**WORK REQUIRED:**
Every line below that holds "StatusCode" must be copied.

**SUPPLIED ENTRIES:**
....
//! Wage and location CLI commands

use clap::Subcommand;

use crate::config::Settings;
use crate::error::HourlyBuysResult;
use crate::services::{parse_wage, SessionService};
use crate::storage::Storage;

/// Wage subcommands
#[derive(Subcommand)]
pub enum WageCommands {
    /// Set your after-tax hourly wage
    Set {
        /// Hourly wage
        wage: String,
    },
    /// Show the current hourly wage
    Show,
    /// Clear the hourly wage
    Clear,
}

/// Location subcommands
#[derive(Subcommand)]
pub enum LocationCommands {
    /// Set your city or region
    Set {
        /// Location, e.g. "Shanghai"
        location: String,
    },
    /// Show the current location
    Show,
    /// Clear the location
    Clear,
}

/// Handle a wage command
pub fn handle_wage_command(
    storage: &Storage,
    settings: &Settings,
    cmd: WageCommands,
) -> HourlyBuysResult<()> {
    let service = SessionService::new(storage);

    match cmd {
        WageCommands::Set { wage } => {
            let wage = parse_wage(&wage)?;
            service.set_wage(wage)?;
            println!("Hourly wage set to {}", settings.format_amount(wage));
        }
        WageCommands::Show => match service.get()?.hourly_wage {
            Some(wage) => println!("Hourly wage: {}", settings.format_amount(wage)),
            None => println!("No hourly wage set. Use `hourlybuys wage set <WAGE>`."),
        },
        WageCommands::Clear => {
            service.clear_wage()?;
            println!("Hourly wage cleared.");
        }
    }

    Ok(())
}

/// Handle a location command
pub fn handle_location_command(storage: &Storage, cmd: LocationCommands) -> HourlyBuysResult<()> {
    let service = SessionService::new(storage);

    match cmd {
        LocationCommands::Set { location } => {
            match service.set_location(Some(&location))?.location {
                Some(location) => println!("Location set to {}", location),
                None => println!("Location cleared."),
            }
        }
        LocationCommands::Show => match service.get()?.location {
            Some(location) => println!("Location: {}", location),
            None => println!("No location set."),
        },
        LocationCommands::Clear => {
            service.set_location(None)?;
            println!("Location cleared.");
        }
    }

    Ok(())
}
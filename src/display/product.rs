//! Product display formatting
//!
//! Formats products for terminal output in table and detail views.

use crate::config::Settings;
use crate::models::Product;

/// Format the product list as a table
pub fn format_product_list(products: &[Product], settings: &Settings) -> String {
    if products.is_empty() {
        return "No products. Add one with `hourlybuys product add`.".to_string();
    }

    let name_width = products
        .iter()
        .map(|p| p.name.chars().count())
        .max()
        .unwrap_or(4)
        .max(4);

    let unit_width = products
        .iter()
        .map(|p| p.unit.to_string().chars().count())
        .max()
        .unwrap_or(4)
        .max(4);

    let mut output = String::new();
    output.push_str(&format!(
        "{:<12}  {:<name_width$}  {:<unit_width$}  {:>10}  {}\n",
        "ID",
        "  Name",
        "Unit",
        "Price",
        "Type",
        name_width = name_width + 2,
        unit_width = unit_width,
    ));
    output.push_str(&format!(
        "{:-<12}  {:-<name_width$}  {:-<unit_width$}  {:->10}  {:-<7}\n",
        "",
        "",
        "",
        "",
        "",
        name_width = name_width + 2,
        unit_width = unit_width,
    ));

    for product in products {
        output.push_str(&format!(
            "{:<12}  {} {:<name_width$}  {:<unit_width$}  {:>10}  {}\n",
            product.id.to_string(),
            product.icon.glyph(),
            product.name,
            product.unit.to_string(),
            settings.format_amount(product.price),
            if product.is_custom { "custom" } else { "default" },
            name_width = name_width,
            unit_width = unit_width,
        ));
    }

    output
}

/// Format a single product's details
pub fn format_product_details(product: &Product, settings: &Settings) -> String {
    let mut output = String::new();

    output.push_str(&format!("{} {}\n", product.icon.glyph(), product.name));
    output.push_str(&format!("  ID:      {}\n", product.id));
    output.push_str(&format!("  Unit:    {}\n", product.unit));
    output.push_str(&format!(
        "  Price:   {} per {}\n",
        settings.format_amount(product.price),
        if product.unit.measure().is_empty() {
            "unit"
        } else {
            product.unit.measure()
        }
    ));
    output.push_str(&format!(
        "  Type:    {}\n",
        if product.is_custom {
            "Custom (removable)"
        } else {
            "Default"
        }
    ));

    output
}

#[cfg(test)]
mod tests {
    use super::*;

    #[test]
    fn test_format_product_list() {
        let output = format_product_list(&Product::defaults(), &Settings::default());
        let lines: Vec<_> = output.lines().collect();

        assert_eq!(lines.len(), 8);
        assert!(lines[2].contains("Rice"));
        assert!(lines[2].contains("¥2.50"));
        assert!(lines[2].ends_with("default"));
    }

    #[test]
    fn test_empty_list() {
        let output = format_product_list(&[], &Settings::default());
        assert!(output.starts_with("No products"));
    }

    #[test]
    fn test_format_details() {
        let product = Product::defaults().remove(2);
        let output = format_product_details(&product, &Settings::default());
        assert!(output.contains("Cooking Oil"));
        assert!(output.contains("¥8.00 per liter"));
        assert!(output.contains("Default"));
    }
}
....
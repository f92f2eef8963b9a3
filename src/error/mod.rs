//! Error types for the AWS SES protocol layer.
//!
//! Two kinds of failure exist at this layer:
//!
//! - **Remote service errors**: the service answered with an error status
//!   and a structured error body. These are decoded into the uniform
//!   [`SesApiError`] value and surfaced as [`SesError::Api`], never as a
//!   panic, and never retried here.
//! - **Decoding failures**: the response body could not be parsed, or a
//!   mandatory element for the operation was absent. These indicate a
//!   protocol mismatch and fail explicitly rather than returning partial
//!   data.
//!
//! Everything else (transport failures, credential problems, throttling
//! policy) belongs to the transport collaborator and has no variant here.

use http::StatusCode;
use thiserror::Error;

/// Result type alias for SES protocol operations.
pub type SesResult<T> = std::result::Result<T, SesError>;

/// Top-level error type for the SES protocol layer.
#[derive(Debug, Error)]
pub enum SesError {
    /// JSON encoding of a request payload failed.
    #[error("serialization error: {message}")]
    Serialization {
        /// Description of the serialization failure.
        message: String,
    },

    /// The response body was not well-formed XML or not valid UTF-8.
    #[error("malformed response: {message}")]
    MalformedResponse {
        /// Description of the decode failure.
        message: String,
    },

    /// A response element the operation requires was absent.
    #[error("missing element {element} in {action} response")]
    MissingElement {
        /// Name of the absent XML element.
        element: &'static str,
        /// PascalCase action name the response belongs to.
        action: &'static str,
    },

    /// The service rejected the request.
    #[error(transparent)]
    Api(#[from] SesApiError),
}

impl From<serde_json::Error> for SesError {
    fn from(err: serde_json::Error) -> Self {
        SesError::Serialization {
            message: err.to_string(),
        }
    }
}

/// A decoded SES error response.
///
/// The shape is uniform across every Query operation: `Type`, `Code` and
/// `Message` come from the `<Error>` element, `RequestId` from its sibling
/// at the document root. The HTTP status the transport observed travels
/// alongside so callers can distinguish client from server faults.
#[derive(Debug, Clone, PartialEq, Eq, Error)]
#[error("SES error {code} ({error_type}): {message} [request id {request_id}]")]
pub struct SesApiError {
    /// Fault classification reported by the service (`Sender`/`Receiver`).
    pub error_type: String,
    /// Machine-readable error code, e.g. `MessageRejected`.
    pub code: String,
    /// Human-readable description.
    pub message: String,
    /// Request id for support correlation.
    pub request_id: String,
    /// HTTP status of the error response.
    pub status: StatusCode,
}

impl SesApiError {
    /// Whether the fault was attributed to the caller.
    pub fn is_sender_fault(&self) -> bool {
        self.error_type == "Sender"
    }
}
....
**RESULT FOR THIS TASK:**
use http::StatusCode;
    pub status: StatusCode,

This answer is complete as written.